--- START ---

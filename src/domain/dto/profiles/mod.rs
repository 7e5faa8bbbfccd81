//! # 프로필 DTO 모듈
//!
//! ```text
//! profiles/
//! ├── request/
//! │   ├── profile_request.rs      ← POST /api/profile
//! │   └── experience_request.rs   ← PUT /api/profile/experience, /education
//! └── response/
//!     └── profile_response.rs
//! ```

pub mod request;
pub mod response;

pub use request::*;
pub use response::*;
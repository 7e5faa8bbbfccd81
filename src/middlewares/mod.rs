//! HTTP 미들웨어
//!
//! - [`auth_middleware`] - `x-auth-token` JWT 인증 게이트

pub mod auth_middleware;
mod auth_inner;

pub use auth_inner::{AUTH_HEADER, NO_TOKEN_MESSAGE};
pub use auth_middleware::AuthMiddleware;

--- END ---

Try it: Each line of the records must be reproduced exactly.

Solved problem:
filename src/domain/dto/profiles/mod.rs
repository 7e5faa8bbbfccd81
//! # 프로필 DTO 모듈
//!
//! ```text
//! profiles/
//! ├── request/
//! │   ├── profile_request.rs      ← POST /api/profile
//! │   └── experience_request.rs   ← PUT /api/profile/experience, /education
//! └── response/
//!     └── profile_response.rs
//! ```

pub mod request;
pub mod response;

pub use request::*;
pub use response::*;
repository 7e5faa8bbbfccd81
filename src/middlewares/mod.rs
//! HTTP 미들웨어
//!
//! - [`auth_middleware`] - `x-auth-token` JWT 인증 게이트

pub mod auth_middleware;
mod auth_inner;

pub use auth_inner::{AUTH_HEADER, NO_TOKEN_MESSAGE};
pub use auth_middleware::AuthMiddleware;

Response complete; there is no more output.